=== What you need to do ===
Your task is to copy each line of the records that includes the string "stored".

=== Data for review ===
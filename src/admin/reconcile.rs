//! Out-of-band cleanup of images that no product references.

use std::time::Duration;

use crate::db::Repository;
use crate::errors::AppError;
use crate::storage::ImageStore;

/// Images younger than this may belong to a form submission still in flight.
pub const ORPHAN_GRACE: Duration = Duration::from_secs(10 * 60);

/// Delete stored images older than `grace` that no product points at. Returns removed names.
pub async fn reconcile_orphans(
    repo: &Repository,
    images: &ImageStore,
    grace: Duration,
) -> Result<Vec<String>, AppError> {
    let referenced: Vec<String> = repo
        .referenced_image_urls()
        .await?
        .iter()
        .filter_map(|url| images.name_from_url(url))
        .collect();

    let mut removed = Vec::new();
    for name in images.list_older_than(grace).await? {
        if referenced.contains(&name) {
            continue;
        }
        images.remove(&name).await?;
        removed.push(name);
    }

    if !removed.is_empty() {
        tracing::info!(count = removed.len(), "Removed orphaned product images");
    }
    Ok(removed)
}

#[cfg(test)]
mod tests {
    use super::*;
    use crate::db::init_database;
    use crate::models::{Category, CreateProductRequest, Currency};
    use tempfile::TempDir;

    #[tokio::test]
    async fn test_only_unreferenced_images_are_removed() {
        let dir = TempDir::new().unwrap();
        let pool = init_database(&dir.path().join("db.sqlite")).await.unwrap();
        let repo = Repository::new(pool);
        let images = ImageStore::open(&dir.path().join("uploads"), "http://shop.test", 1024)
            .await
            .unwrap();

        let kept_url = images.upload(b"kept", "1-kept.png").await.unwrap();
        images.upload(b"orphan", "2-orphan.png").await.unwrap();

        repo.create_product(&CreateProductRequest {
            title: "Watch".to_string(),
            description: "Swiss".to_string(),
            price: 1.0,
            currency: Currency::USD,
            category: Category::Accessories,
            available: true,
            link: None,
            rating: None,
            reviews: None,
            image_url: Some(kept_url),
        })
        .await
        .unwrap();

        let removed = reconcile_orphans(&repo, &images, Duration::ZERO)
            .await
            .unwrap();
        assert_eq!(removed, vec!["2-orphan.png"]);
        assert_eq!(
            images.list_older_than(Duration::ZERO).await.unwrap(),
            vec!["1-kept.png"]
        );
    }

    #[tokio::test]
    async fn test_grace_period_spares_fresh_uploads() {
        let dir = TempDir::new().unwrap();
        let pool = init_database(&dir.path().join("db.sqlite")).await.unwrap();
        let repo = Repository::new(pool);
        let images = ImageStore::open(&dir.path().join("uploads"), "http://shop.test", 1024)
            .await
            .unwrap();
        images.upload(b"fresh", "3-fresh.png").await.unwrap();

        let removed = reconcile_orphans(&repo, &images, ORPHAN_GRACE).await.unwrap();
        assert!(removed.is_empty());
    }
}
==
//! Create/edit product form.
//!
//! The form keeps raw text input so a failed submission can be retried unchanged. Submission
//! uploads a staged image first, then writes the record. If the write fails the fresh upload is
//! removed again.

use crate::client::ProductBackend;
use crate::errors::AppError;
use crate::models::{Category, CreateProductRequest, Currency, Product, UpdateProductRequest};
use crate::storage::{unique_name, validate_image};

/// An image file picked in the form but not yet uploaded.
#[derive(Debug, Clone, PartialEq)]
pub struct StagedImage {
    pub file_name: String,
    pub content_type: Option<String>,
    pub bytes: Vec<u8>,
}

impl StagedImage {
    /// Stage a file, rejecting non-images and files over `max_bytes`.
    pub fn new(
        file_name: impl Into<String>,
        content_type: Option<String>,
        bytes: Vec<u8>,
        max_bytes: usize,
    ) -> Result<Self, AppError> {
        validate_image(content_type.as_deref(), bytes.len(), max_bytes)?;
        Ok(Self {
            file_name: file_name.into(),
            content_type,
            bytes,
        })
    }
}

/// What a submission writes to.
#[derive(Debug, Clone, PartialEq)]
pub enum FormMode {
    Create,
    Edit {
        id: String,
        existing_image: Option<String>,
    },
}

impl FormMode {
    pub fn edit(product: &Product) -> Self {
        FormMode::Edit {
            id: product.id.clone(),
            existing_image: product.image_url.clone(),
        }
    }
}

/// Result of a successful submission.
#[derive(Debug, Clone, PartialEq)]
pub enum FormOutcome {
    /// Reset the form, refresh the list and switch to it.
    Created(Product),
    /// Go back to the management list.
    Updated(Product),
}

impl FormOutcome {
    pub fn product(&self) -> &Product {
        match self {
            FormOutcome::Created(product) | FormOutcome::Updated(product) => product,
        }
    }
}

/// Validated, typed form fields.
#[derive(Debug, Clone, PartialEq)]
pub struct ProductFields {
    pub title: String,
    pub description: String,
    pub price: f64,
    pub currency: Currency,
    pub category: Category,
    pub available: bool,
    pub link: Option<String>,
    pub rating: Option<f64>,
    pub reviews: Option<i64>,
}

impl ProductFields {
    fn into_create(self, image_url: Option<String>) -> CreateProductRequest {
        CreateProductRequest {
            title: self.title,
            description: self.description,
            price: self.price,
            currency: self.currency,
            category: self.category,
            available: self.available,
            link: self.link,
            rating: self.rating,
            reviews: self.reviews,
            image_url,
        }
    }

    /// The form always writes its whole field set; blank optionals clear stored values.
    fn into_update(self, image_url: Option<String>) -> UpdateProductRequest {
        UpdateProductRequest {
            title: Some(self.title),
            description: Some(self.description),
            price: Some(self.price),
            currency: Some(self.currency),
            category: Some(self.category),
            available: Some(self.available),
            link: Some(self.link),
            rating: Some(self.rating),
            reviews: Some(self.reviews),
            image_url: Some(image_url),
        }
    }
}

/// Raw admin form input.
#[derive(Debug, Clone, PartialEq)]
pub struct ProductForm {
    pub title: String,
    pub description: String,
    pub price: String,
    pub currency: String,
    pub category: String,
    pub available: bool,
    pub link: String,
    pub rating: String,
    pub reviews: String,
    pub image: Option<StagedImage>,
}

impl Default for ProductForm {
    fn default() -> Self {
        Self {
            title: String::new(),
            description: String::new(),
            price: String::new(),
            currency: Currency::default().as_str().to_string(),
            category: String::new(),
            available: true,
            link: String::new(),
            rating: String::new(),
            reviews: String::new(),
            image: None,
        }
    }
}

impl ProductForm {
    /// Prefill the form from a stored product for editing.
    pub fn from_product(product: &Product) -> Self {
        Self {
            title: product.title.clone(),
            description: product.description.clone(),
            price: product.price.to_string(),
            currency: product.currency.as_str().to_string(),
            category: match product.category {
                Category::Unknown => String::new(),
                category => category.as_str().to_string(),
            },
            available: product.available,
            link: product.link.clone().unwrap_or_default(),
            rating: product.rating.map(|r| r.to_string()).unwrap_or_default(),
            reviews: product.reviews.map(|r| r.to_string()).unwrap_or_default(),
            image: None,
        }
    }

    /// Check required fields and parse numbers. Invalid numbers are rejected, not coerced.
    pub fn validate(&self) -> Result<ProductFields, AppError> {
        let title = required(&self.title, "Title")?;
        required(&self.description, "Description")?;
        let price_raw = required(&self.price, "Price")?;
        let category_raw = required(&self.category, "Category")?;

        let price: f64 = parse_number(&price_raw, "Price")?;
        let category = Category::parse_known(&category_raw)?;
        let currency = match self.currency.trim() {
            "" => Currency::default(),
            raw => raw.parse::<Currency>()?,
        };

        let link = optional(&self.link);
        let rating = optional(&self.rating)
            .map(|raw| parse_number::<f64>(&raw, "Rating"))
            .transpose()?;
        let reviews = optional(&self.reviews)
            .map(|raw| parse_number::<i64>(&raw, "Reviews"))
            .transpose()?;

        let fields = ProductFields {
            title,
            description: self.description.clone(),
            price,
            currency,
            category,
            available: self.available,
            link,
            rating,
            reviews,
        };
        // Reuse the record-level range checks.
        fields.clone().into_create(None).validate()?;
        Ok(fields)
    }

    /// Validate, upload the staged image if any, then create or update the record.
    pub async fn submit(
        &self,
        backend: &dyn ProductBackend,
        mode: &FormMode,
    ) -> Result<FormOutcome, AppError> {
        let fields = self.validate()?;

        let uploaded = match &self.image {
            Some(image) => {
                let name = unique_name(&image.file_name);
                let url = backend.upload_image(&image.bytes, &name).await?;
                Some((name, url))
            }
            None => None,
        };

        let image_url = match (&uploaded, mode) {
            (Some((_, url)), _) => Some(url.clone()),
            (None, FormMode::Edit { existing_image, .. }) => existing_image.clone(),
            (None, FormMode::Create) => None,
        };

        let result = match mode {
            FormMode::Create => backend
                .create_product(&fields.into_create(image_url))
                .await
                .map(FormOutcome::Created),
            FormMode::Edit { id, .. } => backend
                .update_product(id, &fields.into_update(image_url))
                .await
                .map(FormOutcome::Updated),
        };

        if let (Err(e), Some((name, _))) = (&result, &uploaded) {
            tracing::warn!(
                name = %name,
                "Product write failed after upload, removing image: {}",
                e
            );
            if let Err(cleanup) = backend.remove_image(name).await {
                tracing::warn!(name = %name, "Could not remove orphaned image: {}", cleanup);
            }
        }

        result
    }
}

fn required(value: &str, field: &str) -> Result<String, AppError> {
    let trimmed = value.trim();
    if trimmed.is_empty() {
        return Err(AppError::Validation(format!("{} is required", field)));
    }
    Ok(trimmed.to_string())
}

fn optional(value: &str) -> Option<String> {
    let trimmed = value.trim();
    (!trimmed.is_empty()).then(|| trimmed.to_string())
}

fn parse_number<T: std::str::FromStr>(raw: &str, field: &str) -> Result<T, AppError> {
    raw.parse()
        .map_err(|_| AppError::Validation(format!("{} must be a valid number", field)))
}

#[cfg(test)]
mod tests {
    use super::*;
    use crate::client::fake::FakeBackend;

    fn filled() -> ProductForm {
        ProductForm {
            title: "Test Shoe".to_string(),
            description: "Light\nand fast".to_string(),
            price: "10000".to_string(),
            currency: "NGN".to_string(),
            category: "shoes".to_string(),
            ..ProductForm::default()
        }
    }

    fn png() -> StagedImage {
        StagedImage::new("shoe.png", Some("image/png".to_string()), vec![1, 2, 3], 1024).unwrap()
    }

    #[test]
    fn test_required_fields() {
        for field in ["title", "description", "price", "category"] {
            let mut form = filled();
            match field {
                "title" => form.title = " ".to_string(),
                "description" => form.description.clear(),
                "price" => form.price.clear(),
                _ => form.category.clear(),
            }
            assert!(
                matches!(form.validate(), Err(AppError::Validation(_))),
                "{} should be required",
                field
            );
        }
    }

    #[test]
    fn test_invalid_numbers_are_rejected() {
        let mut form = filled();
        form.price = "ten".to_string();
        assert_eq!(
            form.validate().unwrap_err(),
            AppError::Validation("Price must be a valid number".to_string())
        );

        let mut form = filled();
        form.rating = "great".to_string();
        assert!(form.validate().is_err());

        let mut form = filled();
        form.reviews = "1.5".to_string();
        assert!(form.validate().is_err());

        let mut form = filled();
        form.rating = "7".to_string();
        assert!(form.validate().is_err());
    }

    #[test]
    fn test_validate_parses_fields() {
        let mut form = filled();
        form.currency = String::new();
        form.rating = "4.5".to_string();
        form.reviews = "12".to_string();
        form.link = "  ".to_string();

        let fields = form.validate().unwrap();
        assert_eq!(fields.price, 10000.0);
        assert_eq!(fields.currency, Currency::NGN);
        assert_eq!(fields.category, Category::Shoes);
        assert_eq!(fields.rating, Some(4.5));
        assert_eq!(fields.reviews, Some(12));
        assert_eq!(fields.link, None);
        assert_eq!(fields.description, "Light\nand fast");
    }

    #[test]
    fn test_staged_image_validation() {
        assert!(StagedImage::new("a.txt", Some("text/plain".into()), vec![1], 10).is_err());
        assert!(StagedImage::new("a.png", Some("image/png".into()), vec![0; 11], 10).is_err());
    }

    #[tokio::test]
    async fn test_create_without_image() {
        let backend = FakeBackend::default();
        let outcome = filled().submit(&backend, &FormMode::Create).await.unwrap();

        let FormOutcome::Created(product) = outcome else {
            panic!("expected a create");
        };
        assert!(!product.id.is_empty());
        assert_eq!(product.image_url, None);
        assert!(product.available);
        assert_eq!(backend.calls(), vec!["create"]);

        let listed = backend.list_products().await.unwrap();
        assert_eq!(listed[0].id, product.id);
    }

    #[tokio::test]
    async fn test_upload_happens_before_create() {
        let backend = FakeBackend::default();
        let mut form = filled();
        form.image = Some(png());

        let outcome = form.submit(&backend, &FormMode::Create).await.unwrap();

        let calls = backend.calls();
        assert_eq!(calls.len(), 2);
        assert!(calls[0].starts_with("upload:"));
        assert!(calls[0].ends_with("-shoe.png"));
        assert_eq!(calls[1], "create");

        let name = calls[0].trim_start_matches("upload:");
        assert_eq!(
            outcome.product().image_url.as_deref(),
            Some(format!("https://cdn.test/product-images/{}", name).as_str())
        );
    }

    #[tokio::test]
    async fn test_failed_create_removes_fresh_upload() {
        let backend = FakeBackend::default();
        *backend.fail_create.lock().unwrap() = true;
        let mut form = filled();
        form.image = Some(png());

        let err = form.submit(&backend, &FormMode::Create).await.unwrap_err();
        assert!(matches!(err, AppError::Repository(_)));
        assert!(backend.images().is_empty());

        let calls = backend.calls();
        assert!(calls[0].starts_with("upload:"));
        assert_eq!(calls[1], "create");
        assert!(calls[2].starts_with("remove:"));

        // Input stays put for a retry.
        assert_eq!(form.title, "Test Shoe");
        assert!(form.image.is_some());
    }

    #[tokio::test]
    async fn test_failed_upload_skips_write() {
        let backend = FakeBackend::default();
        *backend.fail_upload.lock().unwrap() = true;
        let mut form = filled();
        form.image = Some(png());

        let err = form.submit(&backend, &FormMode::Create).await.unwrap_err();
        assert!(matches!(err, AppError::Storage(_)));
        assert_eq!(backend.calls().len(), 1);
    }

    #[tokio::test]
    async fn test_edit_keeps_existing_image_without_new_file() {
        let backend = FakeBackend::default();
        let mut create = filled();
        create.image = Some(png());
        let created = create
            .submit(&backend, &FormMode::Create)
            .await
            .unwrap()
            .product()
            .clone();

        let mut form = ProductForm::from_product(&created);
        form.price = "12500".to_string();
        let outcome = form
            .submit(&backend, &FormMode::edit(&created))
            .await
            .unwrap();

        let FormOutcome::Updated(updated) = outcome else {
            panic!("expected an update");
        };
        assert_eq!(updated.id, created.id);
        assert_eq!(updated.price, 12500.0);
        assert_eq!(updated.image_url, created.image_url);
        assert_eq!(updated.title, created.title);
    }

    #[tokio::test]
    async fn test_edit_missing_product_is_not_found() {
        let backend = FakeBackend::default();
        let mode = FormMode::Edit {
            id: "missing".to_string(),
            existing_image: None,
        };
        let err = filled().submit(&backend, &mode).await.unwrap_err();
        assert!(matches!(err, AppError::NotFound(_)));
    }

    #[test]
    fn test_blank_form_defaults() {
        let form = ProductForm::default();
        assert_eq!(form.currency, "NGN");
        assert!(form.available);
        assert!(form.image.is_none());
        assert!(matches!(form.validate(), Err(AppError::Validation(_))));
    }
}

=== Answer box ===
/// Delete stored images older than `grace` that no product points at. Returns removed names.
    /// The form always writes its whole field set; blank optionals clear stored values.
    /// Prefill the form from a stored product for editing.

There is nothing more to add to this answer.